The service worker is updating fine in Chrome on both Windows and Android. I expect the app to check for a new service worker every time the app has a clean start and switch to the new service worker after relaunching the app and/or rebooting the phone. But after a few days of testing and several restarts it's still stuck on the old version.
I discovered that this issue seems to be related to having both AppCache and Service Worker enabled. It seems that when a web app is added to the home screen on an Android the service worker does not function and the app cache takes over (contrary to what happens in Chrome). Or maybe neither was used and Android activated some other caching mechanism! When I did a series of test deployments which excluded AppCache, the Service Worker worked correctly and updated as expected.
I'm not sure if this is a bug in offline-plugin or Android. I haven't done any testing using vanilla javascript.
Since iOS now supports service workers, I don't really need AppCache as a fallback so I'm just going to leave it disabled!
@mattgaspar thanks for your investigation and for sharing your results
After reading up on this issue, there seems to be a couple of issues regarding appcache and adding a page to the home screen, such as having to wait for the appcache to cache assets for a prelonged time as well as some hacky code to add it to the registry. I would guess we will not focus on this since there is a working solution that is more or less future proof (using service worker).
Will close this for now, please let me know if you think othervise @NekR
Tip for anyone else running into this issue:
After disabling appCache in your webpack.config, you should also add an invalid manifest URL to your home page (index.html)
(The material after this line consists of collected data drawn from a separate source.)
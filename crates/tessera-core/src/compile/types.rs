//! Common types for the compilation pipeline.

use std::collections::BTreeMap;
use std::collections::hash_map::DefaultHasher;
use std::hash::{Hash, Hasher};
use std::path::PathBuf;
use std::sync::Arc;

use serde::{Deserialize, Serialize};

use crate::cells::CellId;

/// A location in one cell's buffer.
///
/// Zero-based; `column` counts characters, not bytes. Positions never span
/// cells.
#[derive(Debug, Clone, Copy, PartialEq, Eq, PartialOrd, Ord, Hash, Serialize, Deserialize)]
pub struct Position {
    pub line: u32,
    pub column: u32,
}

impl Position {
    pub fn new(line: u32, column: u32) -> Self {
        Self { line, column }
    }

    /// Convert to an absolute character offset into `text`.
    ///
    /// Returns `None` if the position lies beyond the text. The column may
    /// point one past the last character of a line (the cursor at line end).
    /// Line terminators (`\n` or `\r\n`) count toward the offset but are
    /// never addressable by a column.
    pub fn to_offset(&self, text: &str) -> Option<usize> {
        let mut offset = 0;
        for (index, line) in text.split('\n').enumerate() {
            if index == self.line as usize {
                let column = self.column as usize;
                return (column <= line_width(line)).then_some(offset + column);
            }
            offset += line.chars().count() + 1;
        }
        None
    }

    /// Convert an absolute character offset back to a position.
    ///
    /// Inverse of [`to_offset`](Self::to_offset); offsets that land inside a
    /// line terminator have no position.
    pub fn from_offset(text: &str, offset: usize) -> Option<Self> {
        let mut remaining = offset;
        for (index, line) in text.split('\n').enumerate() {
            let total = line.chars().count();
            if remaining <= total {
                return (remaining <= line_width(line))
                    .then(|| Self::new(index as u32, remaining as u32));
            }
            remaining -= total + 1;
        }
        None
    }
}

/// Characters on a line, excluding a trailing carriage return.
fn line_width(line: &str) -> usize {
    line.strip_suffix('\r').unwrap_or(line).chars().count()
}

impl std::fmt::Display for Position {
    fn fmt(&self, f: &mut std::fmt::Formatter<'_>) -> std::fmt::Result {
        write!(f, "{}:{}", self.line, self.column)
    }
}

/// A span within one cell's buffer.
#[derive(Debug, Clone, Copy, PartialEq, Eq, Hash, Serialize, Deserialize)]
pub struct Range {
    pub start: Position,
    pub end: Position,
}

impl Range {
    pub fn new(start: Position, end: Position) -> Self {
        Self { start, end }
    }
}

/// Severity level of a diagnostic.
#[derive(Debug, Clone, Copy, PartialEq, Eq, Hash, Serialize, Deserialize)]
#[serde(rename_all = "snake_case")]
pub enum DiagnosticSeverity {
    Error,
    Warning,
    Info,
    Hidden,
}

/// A position-anchored message produced by the compiler backend.
#[derive(Debug, Clone, PartialEq, Eq, Serialize, Deserialize)]
pub struct Diagnostic {
    /// Span the message applies to
    pub range: Range,

    /// Severity level
    pub severity: DiagnosticSeverity,

    /// Human-readable message
    pub message: String,

    /// Backend-specific code (e.g., "E0308")
    pub id: Option<String>,
}

impl Diagnostic {
    pub fn new(range: Range, severity: DiagnosticSeverity, message: impl Into<String>) -> Self {
        Self {
            range,
            severity,
            message: message.into(),
            id: None,
        }
    }

    pub fn error(range: Range, message: impl Into<String>) -> Self {
        Self::new(range, DiagnosticSeverity::Error, message)
    }

    pub fn warning(range: Range, message: impl Into<String>) -> Self {
        Self::new(range, DiagnosticSeverity::Warning, message)
    }

    pub fn with_id(mut self, id: impl Into<String>) -> Self {
        self.id = Some(id.into());
        self
    }

    pub fn is_error(&self) -> bool {
        self.severity == DiagnosticSeverity::Error
    }
}

/// A package reference reported by the backend for one cell.
///
/// The evaluation host materializes these before running cells. Two
/// references are the same dependency only if name, version requirement and
/// feature set all match; the workspace deduplicates on that full value.
#[derive(Debug, Clone, PartialEq, Eq, Hash, Serialize, Deserialize)]
pub struct ExternalDependency {
    pub name: String,

    /// Version requirement as written in the cell, if any
    pub version: Option<String>,

    /// Optional package features requested alongside the reference
    pub features: Vec<String>,
}

impl ExternalDependency {
    pub fn new(name: impl Into<String>) -> Self {
        Self {
            name: name.into(),
            version: None,
            features: Vec::new(),
        }
    }

    pub fn with_version(mut self, version: impl Into<String>) -> Self {
        self.version = Some(version.into());
        self
    }

    pub fn with_features<I, S>(mut self, features: I) -> Self
    where
        I: IntoIterator<Item = S>,
        S: Into<String>,
    {
        self.features = features.into_iter().map(Into::into).collect();
        self
    }
}

/// Description of the runtime a cell's compiled code will execute against.
#[derive(Debug, Clone, Default, PartialEq, Eq, Hash, Serialize, Deserialize)]
#[serde(default)]
pub struct EvaluationEnvironment {
    /// Working directory of the evaluation host
    pub working_directory: Option<PathBuf>,

    /// Runtime or target name (e.g., "host", "wasm32")
    pub target: Option<String>,

    /// Additional host-defined properties
    pub properties: BTreeMap<String, String>,
}

impl EvaluationEnvironment {
    pub fn new() -> Self {
        Self::default()
    }

    pub fn with_working_directory(mut self, dir: impl Into<PathBuf>) -> Self {
        self.working_directory = Some(dir.into());
        self
    }

    pub fn with_target(mut self, target: impl Into<String>) -> Self {
        self.target = Some(target.into());
        self
    }

    pub fn with_property(mut self, key: impl Into<String>, value: impl Into<String>) -> Self {
        self.properties.insert(key.into(), value.into());
        self
    }

    /// Hash identifying this environment in compilation cache keys.
    pub fn fingerprint(&self) -> u64 {
        let mut hasher = DefaultHasher::new();
        self.hash(&mut hasher);
        hasher.finish()
    }
}

/// Output of the compiler backend for one cell at one version.
///
/// Shared out of the cache behind an `Arc`; a superseded compilation lives on
/// only as long as some caller still holds it.
pub struct Compilation<A> {
    /// Cell this compilation belongs to
    pub cell_id: CellId,

    /// Buffer version that was compiled
    pub version: u64,

    /// Unique, increasing number assigned when the compilation was produced
    pub generation: u64,

    /// Fingerprint of the evaluation environment used
    pub environment_fingerprint: u64,

    /// Hash of the predecessor compilations used as context
    pub context_stamp: u64,

    /// Buffer text that was compiled
    pub buffer: Arc<str>,

    /// Backend-specific compiled artifact
    pub artifact: A,

    /// Diagnostics reported by the backend
    pub diagnostics: Vec<Diagnostic>,

    /// Package references discovered in this cell
    pub dependencies: Vec<ExternalDependency>,
}

impl<A> Compilation<A> {
    /// Returns true if no error-level diagnostics were reported.
    pub fn is_success(&self) -> bool {
        !self.diagnostics.iter().any(Diagnostic::is_error)
    }
}

impl<A> std::fmt::Debug for Compilation<A> {
    fn fmt(&self, f: &mut std::fmt::Formatter<'_>) -> std::fmt::Result {
        f.debug_struct("Compilation")
            .field("cell_id", &self.cell_id)
            .field("version", &self.version)
            .field("generation", &self.generation)
            .field("environment_fingerprint", &self.environment_fingerprint)
            .field("diagnostics", &self.diagnostics.len())
            .field("dependencies", &self.dependencies.len())
            .finish_non_exhaustive()
    }
}

/// Hash of a sequence of compilations, identifying a compile context.
pub(crate) fn context_stamp<A>(context: &[Arc<Compilation<A>>]) -> u64 {
    let mut hasher = DefaultHasher::new();
    for compilation in context {
        compilation.generation.hash(&mut hasher);
    }
    hasher.finish()
}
<html manifest="disabled.appcache">
Without this the Android devices seemed to remain stuck with the old cached files. This seemed to invalidate the app cache and remove the files. Leave this in-place until you think all Android devices have loaded the updated version.
@GGAlanSmithee and @NekR,
I haven't looked at the offline plugin source code but I'm guessing there is some type of feature detection to determine whether to use appCache or Service Worker. It seems like there may be a problem with the detection when used as a home screen app since appCache should not have been enabled in the first place on these devices.
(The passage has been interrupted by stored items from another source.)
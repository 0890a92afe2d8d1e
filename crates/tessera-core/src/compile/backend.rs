//! The compiler backend capability.
//!
//! The engine never parses or type-checks code itself. Hosts plug in a
//! [`CompilerBackend`] that turns a cell's buffer plus the compilations of the
//! cells before it into an artifact and diagnostics, and answers
//! position-specific queries against that artifact.

use std::sync::Arc;

use async_trait::async_trait;
use tokio_util::sync::CancellationToken;

use super::types::{Compilation, Diagnostic, EvaluationEnvironment, ExternalDependency, Position};
use crate::cells::CellId;
use crate::query::{CompletionItem, Hover, SignatureHelp};
use crate::workspace::WorkspaceConfiguration;

/// Everything the backend needs to compile one cell.
pub struct CompileRequest<'a, A> {
    /// Cell being compiled
    pub cell_id: CellId,

    /// Buffer text at the version being compiled
    pub buffer: &'a str,

    /// Compilations of every preceding cell, in order
    pub context: &'a [Arc<Compilation<A>>],

    /// Runtime the compiled code will execute against
    pub environment: &'a EvaluationEnvironment,

    /// Options the workspace was opened with
    pub configuration: &'a WorkspaceConfiguration,
}

/// Successful backend output for one cell.
pub struct BackendOutput<A> {
    pub artifact: A,
    pub diagnostics: Vec<Diagnostic>,
    pub dependencies: Vec<ExternalDependency>,
}

impl<A> BackendOutput<A> {
    pub fn new(artifact: A) -> Self {
        Self {
            artifact,
            diagnostics: Vec::new(),
            dependencies: Vec::new(),
        }
    }

    pub fn with_diagnostics(mut self, diagnostics: Vec<Diagnostic>) -> Self {
        self.diagnostics = diagnostics;
        self
    }

    pub fn with_dependencies(mut self, dependencies: Vec<ExternalDependency>) -> Self {
        self.dependencies = dependencies;
        self
    }
}

/// A backend failure (as opposed to code with errors in it, which is a
/// successful compile carrying error diagnostics).
#[derive(Debug, Clone, thiserror::Error)]
#[error("{message}")]
pub struct BackendFailure {
    pub message: String,
    pub diagnostics: Vec<Diagnostic>,
}

impl BackendFailure {
    pub fn new(message: impl Into<String>) -> Self {
        Self {
            message: message.into(),
            diagnostics: Vec::new(),
        }
    }

    pub fn with_diagnostics(mut self, diagnostics: Vec<Diagnostic>) -> Self {
        self.diagnostics = diagnostics;
        self
    }
}

/// Result type for backend calls.
pub type BackendResult<T> = std::result::Result<T, BackendFailure>;

/// Language compiler and analysis services for cells.
///
/// Every async method receives a cancellation token. Implementations should
/// observe it at their own suspension points; the engine additionally drops
/// the returned future once the token fires, so a backend that ignores it is
/// still abandoned.
#[async_trait]
pub trait CompilerBackend: Send + Sync + 'static {
    /// Backend-specific compiled artifact.
    type Artifact: Send + Sync + 'static;

    /// Cheap syntactic check: is `buffer` a complete, submittable unit?
    ///
    /// Must not perform semantic analysis.
    fn is_complete(&self, buffer: &str) -> bool;

    /// Compile a cell against the compilations of its predecessors.
    async fn compile(
        &self,
        request: CompileRequest<'_, Self::Artifact>,
        cancel: CancellationToken,
    ) -> BackendResult<BackendOutput<Self::Artifact>>;

    /// Hover information at `position`.
    async fn hover(
        &self,
        compilation: &Compilation<Self::Artifact>,
        position: Position,
        cancel: CancellationToken,
    ) -> BackendResult<Option<Hover>>;

    /// Completion candidates at `position`.
    async fn completions(
        &self,
        compilation: &Compilation<Self::Artifact>,
        position: Position,
        cancel: CancellationToken,
    ) -> BackendResult<Vec<CompletionItem>>;

    /// Signature help for the call enclosing `position`.
    async fn signature_help(
        &self,
        compilation: &Compilation<Self::Artifact>,
        position: Position,
        cancel: CancellationToken,
    ) -> BackendResult<Option<SignatureHelp>>;
}
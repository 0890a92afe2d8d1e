//! Change notifications published by a workspace.

use serde::Serialize;

use crate::cells::CellId;

/// Event broadcast to workspace subscribers.
#[derive(Debug, Clone, PartialEq, Eq, Serialize)]
#[serde(tag = "type", rename_all = "snake_case")]
pub enum WorkspaceEvent {
    /// A cell was inserted.
    CellInserted { cell_id: CellId },

    /// A cell was removed.
    CellRemoved { cell_id: CellId },

    /// A cell was moved to a new position.
    CellMoved { cell_id: CellId },

    /// A cell's buffer was replaced.
    CellBufferChanged { cell_id: CellId, version: u64 },

    /// Cells that must be recompiled before their results can be trusted.
    CellsOutdated { cell_ids: Vec<CellId> },

    /// A compilation was memoized.
    CellCompiled {
        cell_id: CellId,
        version: u64,
        error_count: usize,
    },

    /// The workspace was disposed.
    Disposed,
}
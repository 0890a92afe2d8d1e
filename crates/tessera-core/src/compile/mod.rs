//! Compilation pipeline for workspace cells.
//!
//! # Module Structure
//!
//! - `types` - Positions, diagnostics, environments and the `Compilation` record
//! - `backend` - The `CompilerBackend` capability hosts plug in
//! - `cache` - Memoized, single-flight compilation per cell

mod backend;
mod cache;
mod types;

pub use backend::{BackendFailure, BackendOutput, BackendResult, CompileRequest, CompilerBackend};
pub use cache::{CompilationCache, MemoTable};
pub use types::{
    Compilation, Diagnostic, DiagnosticSeverity, EvaluationEnvironment, ExternalDependency,
    Position, Range,
};
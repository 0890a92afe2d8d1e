//! Incremental code-cell workspace engine for interactive notebooks.
//!
//! This crate provides:
//! - An ordered chain of code cells with stable identities
//! - Staleness tracking that flows forward from every edit
//! - Memoized, single-flight, cancellable compilation through a pluggable
//!   [`CompilerBackend`]
//! - Diagnostics, hover, completion and signature help per cell
//! - A [`WorkspaceService`] facade tying it together

pub mod cells;
pub mod compile;
pub mod error;
pub mod query;
pub mod staleness;
pub mod topology;
pub mod workspace;

pub use cells::{Cell, CellId, CellStore};
pub use compile::{
    BackendFailure, BackendOutput, BackendResult, CompilationCache, CompileRequest,
    CompilerBackend, Compilation, Diagnostic, DiagnosticSeverity, EvaluationEnvironment,
    ExternalDependency, Position, Range,
};
pub use error::{Error, Result};
pub use query::{
    CompletionItem, CompletionItemKind, Hover, LanguageQueryEngine, ParameterInformation,
    SignatureHelp, SignatureInformation,
};
pub use staleness::StalenessTracker;
pub use topology::{LinearTopology, TopologyResolver};
pub use workspace::{
    EvaluationContextId, WorkspaceBuilder, WorkspaceConfiguration, WorkspaceEvent,
    WorkspaceService,
};

/// Re-exported so hosts can build tokens without naming tokio-util directly.
pub use tokio_util::sync::CancellationToken;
I noticed that the Android devices did have the service worker running but maybe serving files from appCache?
FYI - My app has other app specific code in the service worker file, so it may have been activated by the register code in the app. It would have also been activated by initially running the app in Chrome before adding to the home screen.
(The webapp-manifest has a display type of standalone.)
@mattgaspar interesting. Kind of a edge-case I guess, but might still be warrented to atleast add to the docs. Or maybe even to handle this in the code.
Seems like
if (window.navigator.standalone) {
// fullscreen mode
}
can be used to feature detect wether the app is run from the home screen.
@NekR I guess we don't really do feature detection like this, but rather go by the options passed in. What you think about this?
Maybe remove appCache at all in future versions? :)
WKWebView does not support Service Workers yet. So when running your javascript inside a WKWebView and you want to use caching, you still need the AppCache to work.